Getting credit union auto loans may be a preferable alternative to taking a loan from a bank or other lender. Credit unions are not-for-profit organizations owned by the people who take loans from them, meaning that many different loan options or lower car loan rates may be available to make your car finance cheaper and easier.
What is a Credit Union?
Credit unions are locally-run organizations which are smaller than banks, and usually have less than 100 million dollars in assets, as opposed to banks which may have several billion. Because of their small size, credit unions are more personal, and can offer more options tailored to your specific needs. Since credit unions are not-for-profit, the monies gained from interest on repaid loans can be used to help its members. Credit unions are run in a democratic fashion, so the people who oversee it are elected by those who have accounts with the union.
Credit unions make auto loans to members only. Many credit unions offer membership to people that belong to a specific group, organization or live in a specific area.
In addition to making their auto loans available to members only, credit unions can have somewhat higher standards when it comes to approval of auto loans.
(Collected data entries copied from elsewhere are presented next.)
use eframe::egui::{self, RichText, Ui};
use egui_extras::{Column, TableBuilder};

use crate::state::AppState;

// ---------------------------------------------------------------------------
// Raw data table (Raw Data section)
// ---------------------------------------------------------------------------

pub fn raw_data_section(ui: &mut Ui, state: &AppState) {
    let Some(ds) = state.current_dataset() else {
        ui.centered_and_justified(|ui: &mut Ui| {
            ui.heading("Select a data set to view its samples");
        });
        return;
    };

    ui.heading(&ds.name);

    let row_h = egui::TextStyle::Body.resolve(ui.style()).size * 1.4;

    TableBuilder::new(ui)
        .striped(true)
        .resizable(true)
        .column(Column::initial(60.0))
        .column(Column::initial(140.0))
        .column(Column::remainder())
        .header(row_h, |mut header| {
            for title in ["#", "Time (s)", "Voltage (mV)"] {
                header.col(|ui| {
                    ui.label(RichText::new(title).strong());
                });
            }
        })
        .body(|body| {
            // Virtualised: only visible rows are laid out.
            body.rows(row_h, ds.len(), |mut row| {
                let i = row.index();
                row.col(|ui| {
                    ui.label((i + 1).to_string());
                });
                row.col(|ui| {
                    ui.label(ds.time[i].to_string());
                });
                row.col(|ui| {
                    ui.label(ds.voltage[i].to_string());
                });
            });
        });
}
Credit unions are smaller, and generally have fewer capital resources from which to make loans. Therefore, they generally require borrowers to have good or excellent credit in order to be approved for a car loan.
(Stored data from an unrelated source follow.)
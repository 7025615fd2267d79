use thiserror::Error;

use crate::aggregate::InsufficientDataError;
use crate::endtime::EndTimeError;
use crate::models::bar::UnknownFieldError;
use crate::models::barsize::BarSizeError;
use crate::window::WindowError;

/// The unified error type for the `historical_sma` crate.
#[derive(Debug, Error)]
pub enum Error {
    /// Calendar construction or config loading failed.
    #[error("Calendar configuration error: {0}")]
    Config(#[from] exchange_calendar::ConfigError),

    /// The bar-size text did not match the accepted grammar.
    #[error("Bar size error: {0}")]
    BarSize(#[from] BarSizeError),

    /// The end instant was rejected (future, foreign zone, DST edge).
    #[error("End instant error: {0}")]
    EndTime(#[from] EndTimeError),

    /// Window resolution could not find enough trading time.
    #[error("Window resolution error: {0}")]
    Window(#[from] WindowError),

    /// The source delivered fewer bars than the aggregation needs.
    #[error("Aggregation error: {0}")]
    InsufficientData(#[from] InsufficientDataError),

    /// The requested OHLC field is not one of the recognized keys.
    #[error("Aggregation error: {0}")]
    UnknownField(#[from] UnknownFieldError),
}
Banks are Bigger and They Have More Money
While larger commercial banks can absorb the losses associated with loan defaults and repossessions, credit unions are not usually able to suffer such losses and survive. So, they are usually a lot more careful and particular about to whom they loan money.
Due to the non-profit nature of a credit union, interest rates are going to be lower than a traditional bank may offer. Where a traditional bank offers a 48-month car loan at 6.01 percent, a credit union can offer the same loan at 5.49 percent, according to Datatrac from December of 2008.
No More Fees
Traditional banks began the practice decades ago of levying additional charges and fees accompanying loans issued. Since credit unions are created to provide members better financial services, auto loans issued to members do not normally carry a lot of miscellaneous fees. Additionally, since most memberships in credit unions come with an obligatory checking or savings account, and since payroll direct deposit is emphatically encouraged, additional factors such as payment convenience also tend to make credit unions a perfect choice for handling all financial needs. Automatic payments can be deducted at the needed moment, allowing a member's funds to stay in an interest bearing account until the very last moment.
Personalized Financing and Refinancing
If you are a member of a credit union, you may be able to completely finance your new vehicle. Some credit unions offer up to 100 percent financing. Individuals who wish to refinance existing loan terms are also welcome to recalculate existing loan terms and take advantage of a lower monthly payment.
Credit unions are often very convenient for a number of reasons, among which is the ability to apply for a loan online. Check your local credit union to see if online application is available.
Loan Protection Insurance
If refinancing isn't enough to keep you afloat in tough financial times, loan protection insurance, which is offered by many credit unions, can prevent you from defaulting on your loan, so you get to keep your vehicle even if things turn out badly.
The options available to you may vary depending on where you live, the credit union you choose, and your credit history. For details about your specific credit union, you should contact them directly via Internet or phone.